> _What to produce_
Restate word for word the lines of the entries below, starting with the line that holds "one: two \r\n\r\nBOTTOM" and ending with the line that holds "let long: String", and no others.

> _Recorded information_

//! Module with the catalogue of meme layout templates.


/// Layout template that memes can be created from.
#[derive(Clone, Copy, Debug, PartialEq, Serialize)]
#[serde(rename_all = "camelCase")]
pub struct Template {
    pub id: &'static str,
    pub name: &'static str,
    pub description: &'static str,
    /// Preferred width of the image.
    pub width: u32,
    /// Preferred height of the image.
    pub height: u32,
    /// Where the texts go.
    pub text_layout: &'static [TextPosition],
}

/// Named slot for a caption within a `Template`.
#[derive(Clone, Copy, Debug, PartialEq, Serialize)]
pub struct TextPosition {
    pub position: &'static str,
    /// Vertical center of the text, as a fraction of image height.
    pub y: f32,
}

impl Template {
    /// Look up a template by its identifier.
    pub fn find(id: &str) -> Option<&'static Template> {
        TEMPLATES.iter().find(|t| t.id == id)
    }
}


/// All known templates.
pub const TEMPLATES: &[Template] = &[
    Template{
        id: "gradient",
        name: "Gradient Meme",
        description: "Simple gradient background with top/bottom text",
        width: 1200,
        height: 675,
        text_layout: &[
            TextPosition{position: "top", y: 0.12},
            TextPosition{position: "bottom", y: 0.88},
        ],
    },
    Template{
        id: "drake",
        name: "Drake (mock/approve)",
        description: "Two rows: top row (disapprove), bottom row (approve)",
        width: 1200,
        height: 800,
        text_layout: &[
            TextPosition{position: "top", y: 0.25},
            TextPosition{position: "bottom", y: 0.75},
        ],
    },
    Template{
        id: "loss",
        name: "Loss (4-panel)",
        description: "Four-panel meme layout (coming soon)",
        width: 1200,
        height: 900,
        text_layout: &[
            TextPosition{position: "top-left", y: 0.25},
            TextPosition{position: "top-right", y: 0.25},
            TextPosition{position: "bottom-left", y: 0.75},
            TextPosition{position: "bottom-right", y: 0.75},
        ],
    },
];


#[cfg(test)]
mod tests {
    use std::collections::HashSet;
    use serde_json;
    use crate::model::constants::DEFAULT_TEMPLATE;
    use super::{Template, TEMPLATES};

    #[test]
    fn ids_are_unique() {
        let ids: HashSet<_> = TEMPLATES.iter().map(|t| t.id).collect();
        assert_eq!(TEMPLATES.len(), ids.len());
    }

    #[test]
    fn default_template_exists() {
        assert!(Template::find(DEFAULT_TEMPLATE).is_some());
        assert!(Template::find("zoidberg").is_none());
    }

    #[test]
    fn serializes_text_layout() {
        let json = serde_json::to_value(Template::find("drake").unwrap()).unwrap();
        assert_eq!(json!("drake"), json["id"]);
        assert_eq!(json!(800), json["height"]);
        assert_eq!(json!("top"), json["textLayout"][0]["position"]);
        assert_eq!(json!(0.75), json["textLayout"][1]["y"]);
    }
}
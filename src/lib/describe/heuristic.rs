//! Module implementing the heuristic parser of meme descriptions.

use regex::Regex;

use crate::model::{parse_dimension, RenderSpec};
use crate::model::constants::MAX_TEXT_LENGTH;


lazy_static! {
    static ref SENTENCE_END: Regex = Regex::new(r"[.!?]+\s*").unwrap();
}


/// Turn a free-text description of a meme into a `RenderSpec`.
///
/// The description is first scanned for `key: value` lines
/// (`top`, `bottom`, `template`/`templateId`, `width`, `height`).
/// If that doesn't yield any text, the description itself is split
/// into top & bottom text: by sentences, by commas, or in half by word count,
/// whichever works first.
pub fn parse_description(description: &str) -> RenderSpec {
    let mut spec = RenderSpec::default();
    if description.is_empty() {
        return spec;
    }

    for line in description.lines().map(str::trim).filter(|l| !l.is_empty()) {
        let (key, value) = match line.find(':') {
            Some(idx) => (&line[..idx], line[idx + 1..].trim()),
            None => continue,
        };
        let key = key.trim().to_lowercase();
        if key.starts_with("top") {
            spec.top = value.to_owned();
        } else if key.starts_with("bottom") {
            spec.bottom = value.to_owned();
        } else if key == "template" || key == "templateid" {
            spec.template_id = value.to_owned();
        } else if key == "width" {
            spec.width = parse_dimension(value).unwrap_or(spec.width);
        } else if key == "height" {
            spec.height = parse_dimension(value).unwrap_or(spec.height);
        }
    }

    if spec.top.is_empty() && spec.bottom.is_empty() {
        let (top, bottom) = split_text(description);
        trace!("Split description into {:?} and {:?}", top, bottom);
        spec.top = top;
        spec.bottom = bottom;
    }

    spec.top = truncate(&spec.top, MAX_TEXT_LENGTH);
    spec.bottom = truncate(&spec.bottom, MAX_TEXT_LENGTH);
    spec
}

/// Split text without explicit keys into top & bottom part.
fn split_text(text: &str) -> (String, String) {
    let sentences: Vec<_> = SENTENCE_END.split(text).filter(|s| !s.is_empty()).collect();
    if sentences.len() >= 2 {
        return (sentences[0].to_owned(), sentences[1..].join(" "));
    }

    let segments: Vec<_> = text.split(',').map(str::trim).filter(|s| !s.is_empty()).collect();
    if segments.len() >= 2 {
        return (segments[0].to_owned(), segments[1..].join(", "));
    }

    let words: Vec<_> = text.split_whitespace().collect();
    let mid = (words.len() + 1) / 2;
    (words[..mid].join(" "), words[mid..].join(" "))
}


/// Truncate the string to given number of characters.
pub(super) fn truncate(s: &str, max_chars: usize) -> String {
    match s.char_indices().nth(max_chars) {
        Some((idx, _)) => s[..idx].to_owned(),
        None => s.to_owned(),
    }
}


#[cfg(test)]
mod tests {
    use std::iter;
    use spectral::prelude::*;
    use crate::model::RenderSpec;
    use super::{parse_description, truncate};

    #[test]
    fn empty() {
        assert_eq!(RenderSpec::default(), parse_description(""));
    }

    #[test]
    fn explicit_keys() {
        let spec = parse_description("top: Success\nbottom: Failure\ntemplate: drake");
        assert_that!(spec.top).contains("Success");
        assert_that!(spec.bottom).contains("Failure");
        assert_eq!("drake", spec.template_id);
        assert_eq!((1200, 675), (spec.width, spec.height));
        assert_eq!(None, spec.background);
    }

    #[test]
    fn key_variants() {
        let spec = parse_description(
            "  Top text:   one: two \r\n\r\nBOTTOM LINE: three\nTemplateId: loss\nWidth: 1600px\nheight: abc");
        assert_eq!("one: two", spec.top);
        assert_eq!("three", spec.bottom);
        assert_eq!("loss", spec.template_id);
        assert_eq!(1600, spec.width);
        assert_eq!(675, spec.height);
    }

    #[test]
    fn only_size_given() {
        let spec = parse_description("width: 2000\nheight: 1000");
        assert_eq!((2000, 1000), (spec.width, spec.height));
        // No text keys, so the whole description is split in half.
        assert_eq!("width: 2000", spec.top);
        assert_eq!("height: 1000", spec.bottom);
    }

    #[test]
    fn sentences() {
        let spec = parse_description("I tried to fix the bug. Now there are three bugs! Great?");
        assert_eq!("I tried to fix the bug", spec.top);
        assert_eq!("Now there are three bugs Great", spec.bottom);
    }

    #[test]
    fn single_sentence_with_commas() {
        let spec = parse_description("when the code works, but you don't know why, at all");
        assert_eq!("when the code works", spec.top);
        assert_eq!("but you don't know why, at all", spec.bottom);
    }

    #[test]
    fn words_split_in_half() {
        let spec = parse_description("one two three four five");
        assert_eq!("one two three", spec.top);
        assert_eq!("four five", spec.bottom);

        let spec = parse_description("lonely");
        assert_eq!("lonely", spec.top);
        assert_eq!("", spec.bottom);
    }

    #[test]
    fn long_text_truncated() {
        let long: String = iter::repeat('a').take(300).collect();
        let spec = parse_description(&format!("top: {}", long));
        assert_eq!(200, spec.top.chars().count());

        let spec = parse_description(&format!("{}. {}", long, long));
        assert_eq!(200, spec.top.chars().count());
        assert_eq!(200, spec.bottom.chars().count());
    }

    #[test]
    fn truncate_chars() {
        assert_eq!("żół", truncate("żółw", 3));
        assert_eq!("abc", truncate("abc", 3));
        assert_eq!("", truncate("abc", 0));
    }
}
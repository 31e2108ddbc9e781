//! Module for asking a remote language model to describe a meme.

use std::error::Error;
use std::fmt;
use std::time::Duration;

use regex::Regex;
use reqwest::Client;
use serde_json::Value as Json;

use crate::model::{parse_dimension, RenderSpec};
use crate::model::constants::MAX_TEXT_LENGTH;
use super::heuristic::truncate;


/// Default time limit for a single request to the model.
pub const DEFAULT_TIMEOUT_SECS: u64 = 10;
/// Maximum number of tokens the model is asked to generate.
const MAX_TOKENS: u32 = 256;

lazy_static! {
    /// Greedy match of a JSON object embedded in surrounding prose.
    static ref JSON_OBJECT: Regex = Regex::new(r"(?s)\{.*\}").unwrap();
}


/// Connection settings of the remote model.
#[derive(Clone, Debug)]
pub struct ModelConfig {
    pub api_url: String,
    pub api_key: String,
    pub timeout: Duration,
}

impl ModelConfig {
    #[inline]
    pub fn new<U: Into<String>, K: Into<String>>(api_url: U, api_key: K) -> Self {
        ModelConfig{
            api_url: api_url.into(),
            api_key: api_key.into(),
            timeout: Duration::from_secs(DEFAULT_TIMEOUT_SECS),
        }
    }

    #[inline]
    pub fn with_timeout(self, timeout: Duration) -> Self {
        ModelConfig{timeout, ..self}
    }
}


/// Client of the remote model.
#[derive(Debug)]
pub(super) struct ModelClient {
    config: ModelConfig,
    http: Client,
}

impl ModelClient {
    pub fn new(config: ModelConfig) -> Result<Self, ModelError> {
        let http = Client::builder()
            .timeout(config.timeout)
            .build()
            .map_err(ModelError::Http)?;
        Ok(ModelClient{config, http})
    }

    #[inline]
    pub fn api_url(&self) -> &str {
        &self.config.api_url
    }

    /// Ask the model to turn the description into a `RenderSpec`.
    pub async fn describe(&self, description: &str) -> Result<RenderSpec, ModelError> {
        let body = json!({
            "input": prompt(description),
            "max_tokens": MAX_TOKENS,
        });
        debug!("Querying model at {} about a {}-character description",
            self.config.api_url, description.chars().count());

        let response = self.http.post(&self.config.api_url)
            .bearer_auth(&self.config.api_key)
            .json(&body)
            .send().await
            .map_err(ModelError::Http)?;
        let status = response.status();
        if !status.is_success() {
            return Err(ModelError::Status(status.as_u16()));
        }
        let text = response.text().await.map_err(ModelError::Http)?;
        trace!("Model responded with {} bytes", text.len());

        spec_from_model_output(&text).ok_or(ModelError::Unparseable)
    }
}


/// Instruction sent to the model, followed by the description itself.
fn prompt(description: &str) -> String {
    format!("Produce a JSON object with fields: templateId (string), top (string), \
             bottom (string), width (number), height (number). \
             Respond with only valid JSON.\nDescription:\n{}", description)
}

/// Interpret the raw text output of the model as a `RenderSpec`.
///
/// The output should be a JSON object, but it may also be wrapped in some prose,
/// in which case the outermost `{...}` is used.
/// Missing or invalid fields get their default values.
pub fn spec_from_model_output(output: &str) -> Option<RenderSpec> {
    let json: Json = match serde_json::from_str(output) {
        Ok(json) => json,
        Err(_) => {
            let object = JSON_OBJECT.find(output)?;
            serde_json::from_str(object.as_str()).ok()?
        }
    };
    let object = json.as_object()?;

    let mut spec = RenderSpec::default();
    if let Some(id) = object.get("templateId").and_then(non_empty_string) {
        spec.template_id = id;
    }
    spec.top = object.get("top").map(stringify).unwrap_or_default();
    spec.top = truncate(&spec.top, MAX_TEXT_LENGTH);
    spec.bottom = object.get("bottom").map(stringify).unwrap_or_default();
    spec.bottom = truncate(&spec.bottom, MAX_TEXT_LENGTH);
    if let Some(width) = object.get("width").and_then(dimension) {
        spec.width = width;
    }
    if let Some(height) = object.get("height").and_then(dimension) {
        spec.height = height;
    }
    spec.background = object.get("bg").and_then(non_empty_string);
    Some(spec)
}

/// Textual form of a JSON value, with nulls and `false` treated as empty.
fn stringify(value: &Json) -> String {
    match *value {
        Json::Null | Json::Bool(false) => String::new(),
        Json::String(ref s) => s.clone(),
        ref other => other.to_string(),
    }
}

fn non_empty_string(value: &Json) -> Option<String> {
    Some(stringify(value)).filter(|s| !s.is_empty())
}

/// Positive integer dimension from either a JSON number or a numeric string.
fn dimension(value: &Json) -> Option<u32> {
    match *value {
        Json::Number(ref n) => n.as_f64()
            .filter(|&f| f >= 1.0 && f <= u32::MAX as f64)
            .map(|f| f.trunc() as u32),
        Json::String(ref s) => parse_dimension(s),
        _ => None,
    }
}


/// Error while querying the remote model.
#[derive(Debug)]
pub enum ModelError {
    /// Failure of the HTTP request itself (connection, timeout, body read).
    Http(reqwest::Error),
    /// Model endpoint responded with a non-success HTTP status.
    Status(u16),
    /// Response didn't contain a usable JSON object.
    Unparseable,
}

impl Error for ModelError {
    fn source(&self) -> Option<&(dyn Error + 'static)> {
        match *self {
            ModelError::Http(ref e) => Some(e),
            _ => None,
        }
    }
}

impl fmt::Display for ModelError {
    fn fmt(&self, fmt: &mut fmt::Formatter) -> fmt::Result {
        match *self {
            ModelError::Http(ref e) => write!(fmt, "request to the model failed: {}", e),
            ModelError::Status(status) => write!(fmt, "model responded with HTTP {}", status),
            ModelError::Unparseable => write!(fmt, "model output isn't a JSON object"),
        }
    }
}
pub mod fixtures;
pub mod server;

pub use server::{AppState, RunningStub, StubConfig, router, run, spawn, test_routes};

> _Solved exercise_
            "  Top text:   one: two \r\n\r\nBOTTOM LINE: three\nTemplateId: loss\nWidth: 1600px\nheight: abc");
        assert_eq!("one: two", spec.top);
        assert_eq!("three", spec.bottom);
        assert_eq!("loss", spec.template_id);
        assert_eq!(1600, spec.width);
        assert_eq!(675, spec.height);
    }

    #[test]
    fn only_size_given() {
        let spec = parse_description("width: 2000\nheight: 1000");
        assert_eq!((2000, 1000), (spec.width, spec.height));
        // No text keys, so the whole description is split in half.
        assert_eq!("width: 2000", spec.top);
        assert_eq!("height: 1000", spec.bottom);
    }

    #[test]
    fn sentences() {
        let spec = parse_description("I tried to fix the bug. Now there are three bugs! Great?");
        assert_eq!("I tried to fix the bug", spec.top);
        assert_eq!("Now there are three bugs Great", spec.bottom);
    }

    #[test]
    fn single_sentence_with_commas() {
        let spec = parse_description("when the code works, but you don't know why, at all");
        assert_eq!("when the code works", spec.top);
        assert_eq!("but you don't know why, at all", spec.bottom);
    }

    #[test]
    fn words_split_in_half() {
        let spec = parse_description("one two three four five");
        assert_eq!("one two three", spec.top);
        assert_eq!("four five", spec.bottom);

        let spec = parse_description("lonely");
        assert_eq!("lonely", spec.top);
        assert_eq!("", spec.bottom);
    }

    #[test]
    fn long_text_truncated() {
        let long: String = iter::repeat('a').take(300).collect();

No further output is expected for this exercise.